▶ Extracted data
BEGIN
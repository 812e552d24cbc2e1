//! Post-run statistics of the agent's trajectory.

use crate::engine::{ParticleState, Sample};
use crate::vector::Vector2D;

#[derive(Debug, Clone, Copy, PartialEq)]
pub struct TrajectorySummary {
    /// Time of the last sample
    pub elapsed: f64,
    /// Length of the agent's sampled path
    pub distance_travelled: f64,
    /// Agent speed averaged over samples
    pub mean_speed: f64,
    /// Smallest center distance between the agent and any obstacle
    pub closest_approach: Option<f64>,
}

fn position(p: &ParticleState) -> Vector2D {
    Vector2D::new(p.x, p.y)
}

pub fn path_length(path: &[Vector2D]) -> f64 {
    path.windows(2).map(|w| w[0].distance(&w[1])).sum()
}

/// Summarizes the agent (first particle of every sample). `None` for an
/// empty trajectory.
pub fn summarize(samples: &[Sample]) -> Option<TrajectorySummary> {
    let last = samples.last()?;
    let agent: Vec<&ParticleState> = samples.iter().filter_map(|s| s.particles.first()).collect();
    if agent.is_empty() {
        return None;
    }

    let path: Vec<Vector2D> = agent.iter().map(|p| position(p)).collect();
    let total_speed: f64 = agent.iter().map(|p| Vector2D::new(p.vx, p.vy).magnitude()).sum();
    let mean_speed = total_speed / agent.len() as f64;

    let closest_approach = samples
        .iter()
        .filter_map(|s| {
            let (first, others) = s.particles.split_first()?;
            let me = position(first);
            others.iter().map(|o| me.distance(&position(o))).reduce(f64::min)
        })
        .reduce(f64::min);

    Some(TrajectorySummary {
        elapsed: last.time,
        distance_travelled: path_length(&path),
        mean_speed,
        closest_approach,
    })
}

#[cfg(test)]
mod tests {
    use super::*;
    use approx::assert_relative_eq;

    fn state(x: f64, y: f64, vx: f64, vy: f64) -> ParticleState {
        ParticleState { x, y, vx, vy }
    }

    #[test]
    fn test_path_length_empty_and_single() {
        assert_eq!(path_length(&[]), 0.0);
        assert_eq!(path_length(&[Vector2D::new(1.0, 1.0)]), 0.0);
    }

    #[test]
    fn test_path_length_multi_segment() {
        let path = [Vector2D::new(0.0, 0.0), Vector2D::new(3.0, 0.0), Vector2D::new(3.0, 4.0)];
        assert_eq!(path_length(&path), 7.0); // 3 + 4
    }

    #[test]
    fn test_summarize_empty() {
        assert!(summarize(&[]).is_none());
    }

    #[test]
    fn test_summarize_agent_only() {
        let samples = vec![
            Sample { time: 0.0, particles: vec![state(0.0, 0.0, 0.0, 0.0)] },
            Sample { time: 1.0, particles: vec![state(3.0, 0.0, 3.0, 4.0)] },
            Sample { time: 2.0, particles: vec![state(3.0, 4.0, 0.0, 1.0)] },
        ];
        let summary = summarize(&samples).unwrap();
        assert_eq!(summary.elapsed, 2.0);
        assert_relative_eq!(summary.distance_travelled, 7.0, epsilon = 1e-12);
        assert_relative_eq!(summary.mean_speed, 2.0, epsilon = 1e-12); // (0 + 5 + 1) / 3
        assert!(summary.closest_approach.is_none());
    }

    #[test]
    fn test_summarize_closest_approach() {
        let samples = vec![
            Sample {
                time: 0.0,
                particles: vec![
                    state(0.0, 0.0, 1.0, 0.0),
                    state(5.0, 0.0, 0.0, 0.0),
                    state(0.0, 9.0, 0.0, 0.0),
                ],
            },
            Sample {
                time: 1.0,
                particles: vec![
                    state(2.0, 0.0, 1.0, 0.0),
                    state(5.0, 0.0, 0.0, 0.0),
                    state(0.0, 9.0, 0.0, 0.0),
                ],
            },
        ];
        let summary = summarize(&samples).unwrap();
        assert_relative_eq!(summary.closest_approach.unwrap(), 3.0, epsilon = 1e-12);
    }
}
END
▶ Task requirements
Without omission, retype the full listing shown above.

▶ Exercise solution
repository 812e552d24cbc2e1
//! Post-run statistics of the agent's trajectory.

use crate::engine::{ParticleState, Sample};
use crate::vector::Vector2D;

#[derive(Debug, Clone, Copy, PartialEq)]
pub struct TrajectorySummary {
    /// Time of the last sample
    pub elapsed: f64,
    /// Length of the agent's sampled path
    pub distance_travelled: f64,
    /// Agent speed averaged over samples
    pub mean_speed: f64,
    /// Smallest center distance between the agent and any obstacle
    pub closest_approach: Option<f64>,
}

fn position(p: &ParticleState) -> Vector2D {
    Vector2D::new(p.x, p.y)
}

pub fn path_length(path: &[Vector2D]) -> f64 {
    path.windows(2).map(|w| w[0].distance(&w[1])).sum()
}

/// Summarizes the agent (first particle of every sample). `None` for an
/// empty trajectory.
pub fn summarize(samples: &[Sample]) -> Option<TrajectorySummary> {
    let last = samples.last()?;
    let agent: Vec<&ParticleState> = samples.iter().filter_map(|s| s.particles.first()).collect();
    if agent.is_empty() {
        return None;
    }

    let path: Vec<Vector2D> = agent.iter().map(|p| position(p)).collect();
    let total_speed: f64 = agent.iter().map(|p| Vector2D::new(p.vx, p.vy).magnitude()).sum();
    let mean_speed = total_speed / agent.len() as f64;

    let closest_approach = samples
        .iter()
        .filter_map(|s| {
            let (first, others) = s.particles.split_first()?;
            let me = position(first);
            others.iter().map(|o| me.distance(&position(o))).reduce(f64::min)
        })
        .reduce(f64::min);

    Some(TrajectorySummary {
        elapsed: last.time,
        distance_travelled: path_length(&path),
        mean_speed,
        closest_approach,
    })
}

#[cfg(test)]
mod tests {
    use super::*;
    use approx::assert_relative_eq;

    fn state(x: f64, y: f64, vx: f64, vy: f64) -> ParticleState {
        ParticleState { x, y, vx, vy }
    }

    #[test]
    fn test_path_length_empty_and_single() {
        assert_eq!(path_length(&[]), 0.0);
        assert_eq!(path_length(&[Vector2D::new(1.0, 1.0)]), 0.0);
    }

    #[test]
    fn test_path_length_multi_segment() {
        let path = [Vector2D::new(0.0, 0.0), Vector2D::new(3.0, 0.0), Vector2D::new(3.0, 4.0)];
        assert_eq!(path_length(&path), 7.0); // 3 + 4
    }

    #[test]
    fn test_summarize_empty() {
        assert!(summarize(&[]).is_none());
    }

    #[test]
    fn test_summarize_agent_only() {
        let samples = vec![
            Sample { time: 0.0, particles: vec![state(0.0, 0.0, 0.0, 0.0)] },
            Sample { time: 1.0, particles: vec![state(3.0, 0.0, 3.0, 4.0)] },
            Sample { time: 2.0, particles: vec![state(3.0, 4.0, 0.0, 1.0)] },
        ];
        let summary = summarize(&samples).unwrap();
        assert_eq!(summary.elapsed, 2.0);
        assert_relative_eq!(summary.distance_travelled, 7.0, epsilon = 1e-12);
        assert_relative_eq!(summary.mean_speed, 2.0, epsilon = 1e-12); // (0 + 5 + 1) / 3
        assert!(summary.closest_approach.is_none());
    }

    #[test]
    fn test_summarize_closest_approach() {
        let samples = vec![
            Sample {
                time: 0.0,
                particles: vec![
                    state(0.0, 0.0, 1.0, 0.0),
                    state(5.0, 0.0, 0.0, 0.0),
                    state(0.0, 9.0, 0.0, 0.0),
                ],
            },
            Sample {
                time: 1.0,
                particles: vec![
                    state(2.0, 0.0, 1.0, 0.0),
                    state(5.0, 0.0, 0.0, 0.0),
                    state(0.0, 9.0, 0.0, 0.0),
                ],
            },
        ];
        let summary = summarize(&samples).unwrap();
        assert_relative_eq!(summary.closest_approach.unwrap(), 3.0, epsilon = 1e-12);
    }
}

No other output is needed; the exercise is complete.